» **Brief**: Scan the data below for the string "EditionLookup". Show every line where it turns up.

[Records contained in a dataset]
^^^^
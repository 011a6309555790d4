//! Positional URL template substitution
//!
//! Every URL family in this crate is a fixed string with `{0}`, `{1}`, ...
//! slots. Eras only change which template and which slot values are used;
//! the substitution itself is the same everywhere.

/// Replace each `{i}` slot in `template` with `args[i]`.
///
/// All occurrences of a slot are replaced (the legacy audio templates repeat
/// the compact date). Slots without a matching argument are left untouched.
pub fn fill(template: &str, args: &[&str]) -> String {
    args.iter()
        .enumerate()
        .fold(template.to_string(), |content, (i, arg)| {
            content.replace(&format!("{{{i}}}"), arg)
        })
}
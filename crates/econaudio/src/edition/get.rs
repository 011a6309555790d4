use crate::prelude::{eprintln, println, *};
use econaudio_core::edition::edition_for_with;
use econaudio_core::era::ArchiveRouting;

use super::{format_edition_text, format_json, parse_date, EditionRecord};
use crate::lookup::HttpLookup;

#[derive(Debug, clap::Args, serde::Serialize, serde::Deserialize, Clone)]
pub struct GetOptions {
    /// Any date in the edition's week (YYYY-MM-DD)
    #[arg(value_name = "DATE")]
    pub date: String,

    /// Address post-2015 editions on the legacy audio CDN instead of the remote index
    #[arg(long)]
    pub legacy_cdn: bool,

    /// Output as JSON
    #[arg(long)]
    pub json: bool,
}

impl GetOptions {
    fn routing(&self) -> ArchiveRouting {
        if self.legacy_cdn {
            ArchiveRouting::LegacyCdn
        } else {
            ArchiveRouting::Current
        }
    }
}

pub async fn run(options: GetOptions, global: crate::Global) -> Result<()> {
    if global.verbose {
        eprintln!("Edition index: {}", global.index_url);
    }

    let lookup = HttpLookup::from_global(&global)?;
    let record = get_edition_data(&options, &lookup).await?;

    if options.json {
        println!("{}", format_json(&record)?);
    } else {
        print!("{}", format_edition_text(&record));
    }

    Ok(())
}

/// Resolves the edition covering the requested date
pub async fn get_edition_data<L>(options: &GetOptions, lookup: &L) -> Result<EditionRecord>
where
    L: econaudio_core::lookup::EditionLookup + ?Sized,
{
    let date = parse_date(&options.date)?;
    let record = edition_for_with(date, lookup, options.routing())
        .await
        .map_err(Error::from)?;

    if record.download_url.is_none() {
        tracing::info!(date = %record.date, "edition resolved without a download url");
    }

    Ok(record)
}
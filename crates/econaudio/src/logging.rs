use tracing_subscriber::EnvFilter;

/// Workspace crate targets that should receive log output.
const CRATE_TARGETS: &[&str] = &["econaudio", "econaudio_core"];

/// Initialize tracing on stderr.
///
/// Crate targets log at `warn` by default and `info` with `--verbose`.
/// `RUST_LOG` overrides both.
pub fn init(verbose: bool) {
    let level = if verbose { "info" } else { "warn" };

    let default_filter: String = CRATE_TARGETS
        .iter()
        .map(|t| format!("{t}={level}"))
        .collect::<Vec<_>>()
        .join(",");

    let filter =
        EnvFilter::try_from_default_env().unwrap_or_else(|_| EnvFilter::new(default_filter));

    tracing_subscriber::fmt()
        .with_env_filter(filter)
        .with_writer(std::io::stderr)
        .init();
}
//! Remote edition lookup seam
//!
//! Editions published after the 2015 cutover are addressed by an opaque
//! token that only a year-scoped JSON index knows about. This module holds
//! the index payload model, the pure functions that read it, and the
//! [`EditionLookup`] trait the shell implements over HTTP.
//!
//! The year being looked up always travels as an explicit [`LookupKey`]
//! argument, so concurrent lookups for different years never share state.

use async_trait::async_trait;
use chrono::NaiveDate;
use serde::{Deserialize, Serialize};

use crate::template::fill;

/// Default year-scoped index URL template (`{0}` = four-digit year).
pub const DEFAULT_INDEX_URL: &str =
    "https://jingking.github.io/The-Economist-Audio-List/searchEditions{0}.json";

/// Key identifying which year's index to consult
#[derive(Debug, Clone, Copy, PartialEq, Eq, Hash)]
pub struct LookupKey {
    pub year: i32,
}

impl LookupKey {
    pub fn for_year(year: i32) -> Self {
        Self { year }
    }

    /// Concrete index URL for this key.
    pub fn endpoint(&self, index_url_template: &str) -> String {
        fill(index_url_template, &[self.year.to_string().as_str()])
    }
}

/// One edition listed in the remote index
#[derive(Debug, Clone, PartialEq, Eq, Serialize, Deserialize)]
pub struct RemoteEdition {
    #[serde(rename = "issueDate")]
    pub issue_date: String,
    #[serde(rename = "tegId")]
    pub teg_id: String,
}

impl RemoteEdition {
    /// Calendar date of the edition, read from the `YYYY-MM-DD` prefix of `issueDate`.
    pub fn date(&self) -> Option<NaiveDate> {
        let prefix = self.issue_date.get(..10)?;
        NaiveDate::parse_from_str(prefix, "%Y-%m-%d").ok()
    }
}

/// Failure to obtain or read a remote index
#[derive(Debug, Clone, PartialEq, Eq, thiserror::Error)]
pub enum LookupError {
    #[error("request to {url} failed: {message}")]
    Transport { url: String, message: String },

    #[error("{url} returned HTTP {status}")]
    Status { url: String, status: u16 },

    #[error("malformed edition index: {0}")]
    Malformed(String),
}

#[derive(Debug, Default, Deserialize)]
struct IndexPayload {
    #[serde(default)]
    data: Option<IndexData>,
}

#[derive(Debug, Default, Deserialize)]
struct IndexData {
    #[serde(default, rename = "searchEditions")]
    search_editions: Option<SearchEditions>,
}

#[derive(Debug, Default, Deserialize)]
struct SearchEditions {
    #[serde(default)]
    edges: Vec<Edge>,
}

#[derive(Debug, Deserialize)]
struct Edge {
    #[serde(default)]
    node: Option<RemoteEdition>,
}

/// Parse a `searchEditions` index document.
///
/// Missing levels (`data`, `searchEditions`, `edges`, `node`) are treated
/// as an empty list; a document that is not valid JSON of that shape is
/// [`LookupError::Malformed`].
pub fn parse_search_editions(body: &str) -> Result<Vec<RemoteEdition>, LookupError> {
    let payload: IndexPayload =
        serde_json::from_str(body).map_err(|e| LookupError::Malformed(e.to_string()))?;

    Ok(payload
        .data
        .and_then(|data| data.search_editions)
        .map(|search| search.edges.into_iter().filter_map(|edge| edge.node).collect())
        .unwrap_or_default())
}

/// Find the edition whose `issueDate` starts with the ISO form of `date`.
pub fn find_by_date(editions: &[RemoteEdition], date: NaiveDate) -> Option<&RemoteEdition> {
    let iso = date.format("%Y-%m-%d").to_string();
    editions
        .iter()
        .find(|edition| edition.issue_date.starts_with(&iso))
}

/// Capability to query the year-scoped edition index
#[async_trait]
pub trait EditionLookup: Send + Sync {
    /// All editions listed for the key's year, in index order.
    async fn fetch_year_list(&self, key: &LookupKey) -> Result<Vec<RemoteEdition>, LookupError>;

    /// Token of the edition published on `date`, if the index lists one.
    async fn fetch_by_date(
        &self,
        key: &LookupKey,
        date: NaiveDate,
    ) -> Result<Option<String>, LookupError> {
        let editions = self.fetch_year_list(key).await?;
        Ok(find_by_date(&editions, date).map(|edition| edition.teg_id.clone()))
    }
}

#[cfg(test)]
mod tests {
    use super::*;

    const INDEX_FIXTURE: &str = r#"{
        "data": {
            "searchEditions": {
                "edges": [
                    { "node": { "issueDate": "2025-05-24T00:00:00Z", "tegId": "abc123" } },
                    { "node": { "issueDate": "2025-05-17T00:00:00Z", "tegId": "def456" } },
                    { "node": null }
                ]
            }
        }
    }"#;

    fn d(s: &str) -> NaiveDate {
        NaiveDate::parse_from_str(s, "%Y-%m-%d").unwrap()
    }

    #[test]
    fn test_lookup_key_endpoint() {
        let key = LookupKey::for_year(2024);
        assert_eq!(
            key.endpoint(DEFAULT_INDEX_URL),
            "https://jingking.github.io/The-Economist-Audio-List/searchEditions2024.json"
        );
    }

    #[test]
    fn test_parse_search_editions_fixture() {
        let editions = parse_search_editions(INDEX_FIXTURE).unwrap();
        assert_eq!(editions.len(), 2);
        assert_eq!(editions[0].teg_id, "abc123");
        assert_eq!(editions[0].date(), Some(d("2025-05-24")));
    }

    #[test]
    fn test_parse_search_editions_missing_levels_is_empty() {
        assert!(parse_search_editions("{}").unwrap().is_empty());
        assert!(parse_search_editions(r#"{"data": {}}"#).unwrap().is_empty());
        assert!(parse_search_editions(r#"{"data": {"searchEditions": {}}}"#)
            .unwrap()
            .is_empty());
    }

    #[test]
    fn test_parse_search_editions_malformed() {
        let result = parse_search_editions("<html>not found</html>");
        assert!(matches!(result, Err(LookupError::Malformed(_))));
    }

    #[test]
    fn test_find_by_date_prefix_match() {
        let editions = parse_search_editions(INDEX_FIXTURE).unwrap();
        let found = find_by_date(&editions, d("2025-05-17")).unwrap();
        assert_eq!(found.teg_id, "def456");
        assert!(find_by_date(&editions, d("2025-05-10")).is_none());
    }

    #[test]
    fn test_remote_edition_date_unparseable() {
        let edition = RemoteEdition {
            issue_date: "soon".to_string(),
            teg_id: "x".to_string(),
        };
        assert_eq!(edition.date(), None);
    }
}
^^^^
» **Your solution**:
    L: econaudio_core::lookup::EditionLookup + ?Sized,
//! [`EditionLookup`] trait the shell implements over HTTP.
pub trait EditionLookup: Send + Sync {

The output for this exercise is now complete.